Pol Goetzinger: "Elle est encore très insuffisante. Nous avions participé, en 2004, à un concours pour une grande entreprise du secteur des télécoms. Nous n'avons plus eu de nouvelles depuis... Dans un autre cas, une société d'assurances avait organisé, fin 2004, un concours d'agence puis n'a plus donné de suites et en a finalement organisé un second 14 mois après, sans revenir sur le premier ni inviter les mêmes players...
Heike Fries: "Il y a aussi le cas où l'on reçoit, dans une enveloppe, une fiche descriptive du concours, sans aucune autre indication ni même une lettre d'accompagnement. C"est un manque total de considération pour le travail de l'agence.
Pol Goetzinger: "Le problème est que, au Luxembourg, les fédérations professionnelles sont encore trop peu sollicitées dans le cadre de l'organisation de ces concours. Heureusement, il y a tout de même des références en la matière, comme le concours organisé par Luxembourg et Grande Région, Capitale européenne de la Culture 2007. Pourtant, une telle approche devrait constituer la routine et faciliterait grandement le travail de tout le monde, aussi bien les acteurs publics ou privés que les agences. Car les responsables des fédérations connaissent très bien les forces et faiblesses de leurs propres membres...
Tom Gloesener: "Chez Design Luxembourg, nous restons assez réservés au sujet des concours. Du reste, les grandes fédérations étrangères recommandent de ne pas participer à ces concours, qui sont en général des pertes de temps et d'argent et ne rapportent finalement rien à personne.
Guido Wolff: "Ce manque de considération de la profession, on le retrouve malheureusement au niveau des grandes administrations nationales ou locales.
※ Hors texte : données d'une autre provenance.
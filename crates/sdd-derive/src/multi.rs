//! Combined smoking, drinking and drug use.

use sdd_model::{ColumnKind, Response};

use crate::recode::{partition, strongest};
use crate::registry::{Derivation, DerivationRegistry, Theme, names};

/// Overlap code for a (smoked, drank, took drugs) combination.
///
/// 1 smoked only, 2 drank only, 3 drugs only, 4 smoked and drank,
/// 5 smoked and drugs, 6 drank and drugs, 7 all three, 8 none.
pub fn overlap_code(smoked: bool, drank: bool, drugs: bool) -> f64 {
    match (smoked, drank, drugs) {
        (true, false, false) => 1.0,
        (false, true, false) => 2.0,
        (false, false, true) => 3.0,
        (true, true, false) => 4.0,
        (true, false, true) => 5.0,
        (false, true, true) => 6.0,
        (true, true, true) => 7.0,
        (false, false, false) => 8.0,
    }
}

/// Reads a behaviour as yes/no under its convention; `None` if missing.
fn behaviour(response: Response, yes: i64, no: i64) -> Option<bool> {
    if response.is(yes) {
        Some(true)
    } else if response.is(no) {
        Some(false)
    } else {
        None
    }
}

/// Inputs use 0/1 for smoking and drugs and 1/2 for drinking.
fn overlap(smoked: Response, drank: Response, drugs: Response) -> Response {
    match (
        behaviour(smoked, 1, 0),
        behaviour(drank, 1, 2),
        behaviour(drugs, 1, 0),
    ) {
        (Some(s), Some(a), Some(d)) => Response::Value(overlap_code(s, a, d)),
        _ => strongest(&[smoked, drank, drugs]),
    }
}

/// Ever-use inputs use 1/2 for smoking and drinking and 0/1 for drugs.
fn ever_overlap(smoked: Response, drank: Response, drugs: Response) -> Response {
    match (
        behaviour(smoked, 1, 2),
        behaviour(drank, 1, 2),
        behaviour(drugs, 1, 0),
    ) {
        (Some(s), Some(a), Some(d)) => Response::Value(overlap_code(s, a, d)),
        _ => strongest(&[smoked, drank, drugs]),
    }
}

fn behaviour_count(overlap: Response) -> Response {
    partition(
        overlap,
        &[(&[8], 0.0), (&[1, 2, 3], 1.0), (&[4, 5, 6], 2.0), (&[7], 3.0)],
    )
}

pub(crate) fn register(registry: &mut DerivationRegistry) {
    registry.register(Derivation::row_wise(
        "dmultioverlap",
        Theme::MultiBehaviour,
        names(&["dcg7", "dallastwk", "ddgmonany"]),
        ColumnKind::Discrete,
        |row| overlap(row[0], row[1], row[2]),
    ));
    registry.register(Derivation::row_wise(
        "dmulticount",
        Theme::MultiBehaviour,
        names(&["dmultioverlap"]),
        ColumnKind::Discrete,
        |row| behaviour_count(row[0]),
    ));
    registry.register(Derivation::row_wise(
        "dmultievroverlap",
        Theme::MultiBehaviour,
        names(&["dcgevr", "dalevr", "ddgany"]),
        ColumnKind::Discrete,
        |row| ever_overlap(row[0], row[1], row[2]),
    ));
    registry.register(Derivation::row_wise(
        "dmultievrcount",
        Theme::MultiBehaviour,
        names(&["dmultievroverlap"]),
        ColumnKind::Discrete,
        |row| behaviour_count(row[0]),
    ));
}

#[cfg(test)]
mod tests {
    use super::*;

    #[test]
    fn overlap_covers_all_combinations() {
        let v = Response::Value;
        assert_eq!(overlap(v(1.0), v(1.0), v(1.0)), v(7.0));
        assert_eq!(overlap(v(0.0), v(2.0), v(0.0)), v(8.0));
        assert_eq!(overlap(v(1.0), v(2.0), v(1.0)), v(5.0));
        assert_eq!(overlap(v(0.0), Response::DONT_KNOW, v(1.0)), Response::DONT_KNOW);
        assert_eq!(ever_overlap(v(2.0), v(1.0), v(1.0)), v(6.0));
        assert_eq!(behaviour_count(v(6.0)), v(2.0));
        assert_eq!(behaviour_count(v(8.0)), v(0.0));
    }
}
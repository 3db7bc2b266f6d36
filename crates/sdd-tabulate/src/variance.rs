//! Design-based variance under stratified cluster sampling.
//!
//! Estimators are Taylor-linearised with the with-replacement PSU
//! approximation. For a linearised variable `z` with PSU totals `t_hi`
//! in stratum `h` holding `n_h` PSUs:
//!
//! ```text
//! Var = sum_h n_h / (n_h - 1) * sum_i (t_hi - mean_h(t))^2
//! ```
//!
//! Strata with a single PSU contribute zero variance.
//!
//! A table's design holds only the rows that tabulate: [`Design::restrict`]
//! narrows `n_h` to PSUs with at least one such row. Cell estimates are
//! domains within it, where `z` is zero outside the cell.

use std::collections::{BTreeMap, BTreeSet, HashMap};

use tracing::debug;

/// Normal quantile of the two-sided 95% interval.
pub const Z_95: f64 = 1.96;

/// Point estimate with its design-based precision.
#[derive(Debug, Clone, Copy, PartialEq)]
pub struct Estimate {
    pub estimate: f64,
    pub std_err: f64,
    pub lower_ci: f64,
    pub upper_ci: f64,
    /// Absent when the simple-random-sample variance is zero or undefined.
    pub deff: Option<f64>,
}

impl Estimate {
    fn new(estimate: f64, variance: f64, srs_variance: Option<f64>) -> Self {
        let std_err = variance.max(0.0).sqrt();
        let deff = srs_variance
            .filter(|srs| *srs > 0.0 && srs.is_finite())
            .map(|srs| variance / srs);
        Self {
            estimate,
            std_err,
            lower_ci: estimate - Z_95 * std_err,
            upper_ci: estimate + Z_95 * std_err,
            deff,
        }
    }

    /// Rescales to percentages and clips the interval to `[0, 100]`.
    pub fn as_percentage(self) -> Self {
        Self {
            estimate: self.estimate * 100.0,
            std_err: self.std_err * 100.0,
            lower_ci: (self.lower_ci * 100.0).clamp(0.0, 100.0),
            upper_ci: (self.upper_ci * 100.0).clamp(0.0, 100.0),
            deff: self.deff,
        }
    }
}

/// Sample design: weight, stratum and PSU of each row.
#[derive(Debug, Clone)]
pub struct Design {
    weights: Vec<f64>,
    /// Stratum index of each row.
    stratum: Vec<usize>,
    /// PSU index of each row, unique across strata.
    psu: Vec<usize>,
    /// Number of PSUs in each stratum.
    psus_in_stratum: Vec<usize>,
}

impl Design {
    /// Builds the design from per-row weights, strata and PSUs.
    ///
    /// PSUs are nested within strata: the same PSU code in two strata is
    /// two clusters.
    pub fn new(weights: Vec<f64>, strata: &[i64], psus: &[i64]) -> Self {
        let mut stratum_index: BTreeMap<i64, usize> = BTreeMap::new();
        let mut psu_index: BTreeMap<(i64, i64), usize> = BTreeMap::new();
        let mut psus_in_stratum: Vec<usize> = Vec::new();
        let mut stratum = Vec::with_capacity(strata.len());
        let mut psu = Vec::with_capacity(psus.len());
        for (h, cluster) in strata.iter().zip(psus) {
            let next = stratum_index.len();
            let s = *stratum_index.entry(*h).or_insert_with(|| {
                psus_in_stratum.push(0);
                next
            });
            let next_psu = psu_index.len();
            let p = *psu_index.entry((*h, *cluster)).or_insert_with(|| {
                psus_in_stratum[s] += 1;
                next_psu
            });
            stratum.push(s);
            psu.push(p);
        }
        Self {
            weights,
            stratum,
            psu,
            psus_in_stratum,
        }
    }

    pub fn len(&self) -> usize {
        self.weights.len()
    }

    pub fn is_empty(&self) -> bool {
        self.weights.is_empty()
    }

    pub fn weight(&self, row: usize) -> f64 {
        self.weights[row]
    }

    /// The same design over `rows` only. Row indices are unchanged; PSUs
    /// without any of these rows no longer count towards `n_h`.
    pub fn restrict(&self, rows: &[usize]) -> Self {
        let mut seen = BTreeSet::new();
        let mut psus_in_stratum = vec![0; self.psus_in_stratum.len()];
        for &row in rows {
            if seen.insert(self.psu[row]) {
                psus_in_stratum[self.stratum[row]] += 1;
            }
        }
        Self {
            weights: self.weights.clone(),
            stratum: self.stratum.clone(),
            psu: self.psu.clone(),
            psus_in_stratum,
        }
    }

    /// PSUs counted in the `stratum`-th stratum, in order of first appearance.
    pub fn psus_in(&self, stratum: usize) -> usize {
        self.psus_in_stratum.get(stratum).copied().unwrap_or(0)
    }

    /// Variance of the total of `z` over the listed rows; other rows have
    /// `z = 0`.
    fn total_variance(&self, rows: &[usize], z: impl Fn(usize) -> f64) -> f64 {
        let mut totals: HashMap<usize, (usize, f64)> = HashMap::new();
        for &row in rows {
            let entry = totals.entry(self.psu[row]).or_insert((self.stratum[row], 0.0));
            entry.1 += z(row);
        }
        let mut sums = vec![(0.0_f64, 0.0_f64); self.psus_in_stratum.len()];
        for (stratum, total) in totals.values() {
            sums[*stratum].0 += total;
            sums[*stratum].1 += total * total;
        }
        let mut variance = 0.0;
        let mut single = 0usize;
        for (h, (sum, sum_sq)) in sums.iter().enumerate() {
            let n = self.psus_in_stratum[h];
            if n == 0 {
                continue;
            }
            if n == 1 {
                single += 1;
                continue;
            }
            let n = n as f64;
            variance += n / (n - 1.0) * (sum_sq - sum * sum / n);
        }
        if single > 0 {
            debug!(strata = single, "single-PSU strata contribute zero variance");
        }
        variance.max(0.0)
    }

    /// Weighted mean of `x(row)` over the domain rows.
    pub fn mean(&self, domain: &[usize], x: impl Fn(usize) -> f64) -> Option<Estimate> {
        let total_w: f64 = domain.iter().map(|&row| self.weights[row]).sum();
        if domain.is_empty() || total_w <= 0.0 {
            return None;
        }
        let mean = domain
            .iter()
            .map(|&row| self.weights[row] * x(row))
            .sum::<f64>()
            / total_w;
        let variance =
            self.total_variance(domain, |row| self.weights[row] * (x(row) - mean) / total_w);
        let srs = srs_variance(domain, total_w, |row| (self.weights[row], x(row) - mean));
        Some(Estimate::new(mean, variance, srs))
    }

    /// Share of the domain's weight where `indicator(row)` holds.
    pub fn proportion(&self, domain: &[usize], indicator: impl Fn(usize) -> bool) -> Option<Estimate> {
        self.mean(domain, |row| if indicator(row) { 1.0 } else { 0.0 })
    }

    /// Ratio of weighted totals `sum(w x) / sum(w y)` over the domain.
    pub fn ratio(
        &self,
        domain: &[usize],
        x: impl Fn(usize) -> f64,
        y: impl Fn(usize) -> f64,
    ) -> Option<Estimate> {
        let total_wy: f64 = domain.iter().map(|&row| self.weights[row] * y(row)).sum();
        let total_w: f64 = domain.iter().map(|&row| self.weights[row]).sum();
        if domain.is_empty() || total_wy == 0.0 || total_w <= 0.0 {
            return None;
        }
        let ratio = domain
            .iter()
            .map(|&row| self.weights[row] * x(row))
            .sum::<f64>()
            / total_wy;
        let variance = self.total_variance(domain, |row| {
            self.weights[row] * (x(row) - ratio * y(row)) / total_wy
        });
        let mean_y = total_wy / total_w;
        let srs = srs_variance(domain, total_w, |row| {
            (self.weights[row], x(row) - ratio * y(row))
        })
        .map(|residual| residual / (mean_y * mean_y));
        Some(Estimate::new(ratio, variance, srs))
    }
}

/// With-replacement simple-random-sample variance of a mean whose
/// weighted residuals are given by `residual(row) -> (w, e)`.
fn srs_variance(
    domain: &[usize],
    total_w: f64,
    residual: impl Fn(usize) -> (f64, f64),
) -> Option<f64> {
    let n = domain.len();
    if n < 2 {
        return None;
    }
    let n = n as f64;
    let spread: f64 = domain
        .iter()
        .map(|&row| {
            let (w, e) = residual(row);
            w * e * e
        })
        .sum::<f64>()
        / total_w;
    Some(spread * n / (n - 1.0) / n)
}

/// Weighted mean `sum(w x) / sum(w)`.
pub fn weighted_mean(values: &[(f64, f64)]) -> Option<f64> {
    let total_w: f64 = values.iter().map(|(_, w)| w).sum();
    if total_w <= 0.0 {
        return None;
    }
    Some(values.iter().map(|(x, w)| x * w).sum::<f64>() / total_w)
}

/// First value, in ascending order, whose cumulative weight reaches half of
/// the total weight.
pub fn weighted_median(values: &[(f64, f64)]) -> Option<f64> {
    let total_w: f64 = values.iter().map(|(_, w)| w).sum();
    if values.is_empty() || total_w <= 0.0 {
        return None;
    }
    let mut sorted = values.to_vec();
    sorted.sort_by(|a, b| a.0.total_cmp(&b.0));
    let half = total_w / 2.0;
    let mut cumulative = 0.0;
    for (x, w) in &sorted {
        cumulative += w;
        if cumulative >= half {
            return Some(*x);
        }
    }
    sorted.last().map(|(x, _)| *x)
}
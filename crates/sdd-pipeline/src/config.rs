//! Run configuration: parameters, table specifications and file locations.
//!
//! A run file ties the pieces together:
//!
//! ```toml
//! pupil_data = "data/pupils.csv"
//! teacher_data = "data/teachers.csv"
//! params = "params.toml"
//! tables = "tables.toml"
//! output_dir = "output"
//! ```
//!
//! Relative paths resolve against the run file's directory.

use std::fs;
use std::path::{Path, PathBuf};

use anyhow::{Context, Result};
use serde::Deserialize;
use tracing::info;

use sdd_model::{Params, SddError, TableSpecList};

/// Everything a batch run needs.
#[derive(Debug, Clone)]
pub struct RunConfig {
    pub pupil_data: PathBuf,
    /// Teacher survey, written through unchanged.
    pub teacher_data: Option<PathBuf>,
    pub params: Params,
    pub tables: TableSpecList,
    pub output_dir: PathBuf,
    /// Also write the numeric form of every table.
    pub write_raw: bool,
}

impl RunConfig {
    pub fn new(pupil_data: impl Into<PathBuf>, output_dir: impl Into<PathBuf>) -> Self {
        Self {
            pupil_data: pupil_data.into(),
            teacher_data: None,
            params: Params::default(),
            tables: TableSpecList::default(),
            output_dir: output_dir.into(),
            write_raw: true,
        }
    }

    #[must_use]
    pub fn with_params(mut self, params: Params) -> Self {
        self.params = params;
        self
    }

    #[must_use]
    pub fn with_tables(mut self, tables: TableSpecList) -> Self {
        self.tables = tables;
        self
    }

    #[must_use]
    pub fn with_teacher_data(mut self, path: impl Into<PathBuf>) -> Self {
        self.teacher_data = Some(path.into());
        self
    }

    /// Loads a run file and the parameter and table files it names.
    pub fn load(path: &Path) -> Result<Self> {
        let content = read(path)?;
        let file: RunFile = toml::from_str(&content)
            .map_err(|error| SddError::Config(format!("{}: {error}", path.display())))?;
        let base = path.parent().unwrap_or_else(|| Path::new("."));
        let resolve = |relative: &Path| base.join(relative);

        let params = match &file.params {
            Some(params) => load_params(&resolve(params))?,
            None => Params::default(),
        };
        let tables = match &file.tables {
            Some(tables) => load_table_specs(&resolve(tables))?,
            None => TableSpecList::default(),
        };
        info!(
            run_file = %path.display(),
            tables = tables.tables.len(),
            year = %params.year,
            "run configuration loaded"
        );
        Ok(Self {
            pupil_data: resolve(&file.pupil_data),
            teacher_data: file.teacher_data.as_deref().map(resolve),
            params,
            tables,
            output_dir: resolve(&file.output_dir),
            write_raw: file.write_raw,
        })
    }
}

fn default_write_raw() -> bool {
    true
}

#[derive(Debug, Deserialize)]
struct RunFile {
    pupil_data: PathBuf,
    #[serde(default)]
    teacher_data: Option<PathBuf>,
    #[serde(default)]
    params: Option<PathBuf>,
    #[serde(default)]
    tables: Option<PathBuf>,
    output_dir: PathBuf,
    #[serde(default = "default_write_raw")]
    write_raw: bool,
}

fn read(path: &Path) -> Result<String> {
    fs::read_to_string(path).map_err(|error| SddError::io(path, error).into())
}

/// Reads and validates a TOML parameters file.
pub fn load_params(path: &Path) -> Result<Params> {
    let content = read(path)?;
    let params: Params = toml::from_str(&content)
        .map_err(|error| SddError::Config(format!("{}: {error}", path.display())))?;
    params
        .validate()
        .with_context(|| format!("validate {}", path.display()))?;
    Ok(params)
}

/// Reads table specifications from TOML (`[[table]]`) or JSON, by extension.
pub fn load_table_specs(path: &Path) -> Result<TableSpecList> {
    let content = read(path)?;
    let extension = path
        .extension()
        .and_then(|ext| ext.to_str())
        .map(str::to_ascii_lowercase);
    let specs = match extension.as_deref() {
        Some("json") => serde_json::from_str(&content)
            .map_err(|error| SddError::Config(format!("{}: {error}", path.display())))?,
        Some("toml") => toml::from_str(&content)
            .map_err(|error| SddError::Config(format!("{}: {error}", path.display())))?,
        _ => {
            return Err(SddError::Config(format!(
                "{}: table specifications must be .toml or .json",
                path.display()
            ))
            .into());
        }
    };
    Ok(specs)
}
Le ministère de la Culture, par exemple, avait lancé un concours l'année dernière dans des conditions peu correctes. Nous avons cherché, avec la MarkCom, à les contacter par la suite pour en parler. Nous attendons toujours une réponse. Même chose avec la Ville de Luxembourg. On sent vraiment un manque de respect envers nous.
Comment gagner ce respect, selon vous?
Tom Gloesener: "La première étape est de créer un dialogue plus approfondi et ce sera le but du road show que nous allons organiser cette année. Nous allons solliciter des rendez-vous avec les grandes entreprises, le Service Information et Presse du gouvernement, les ministères et les villes. Et pourquoi pas élaborer, tous ensemble, une charte reconnue par tous.
Pol Goetzinger: "L'arme la plus redoutable qui est à notre disposition, c'est clairement l'ouverture d'esprit et la recherche permanente de dialogue. Nous ne sommes pas là pour critiquer sans arrêt. Au contraire, au travers du vade-mecum et de l'énergie que MarkCom et Design Luxembourg déploient, nous sommes prêts à faire avancer les choses, en participant, notamment, plus systématiquement aux jurys d'évaluation des concours".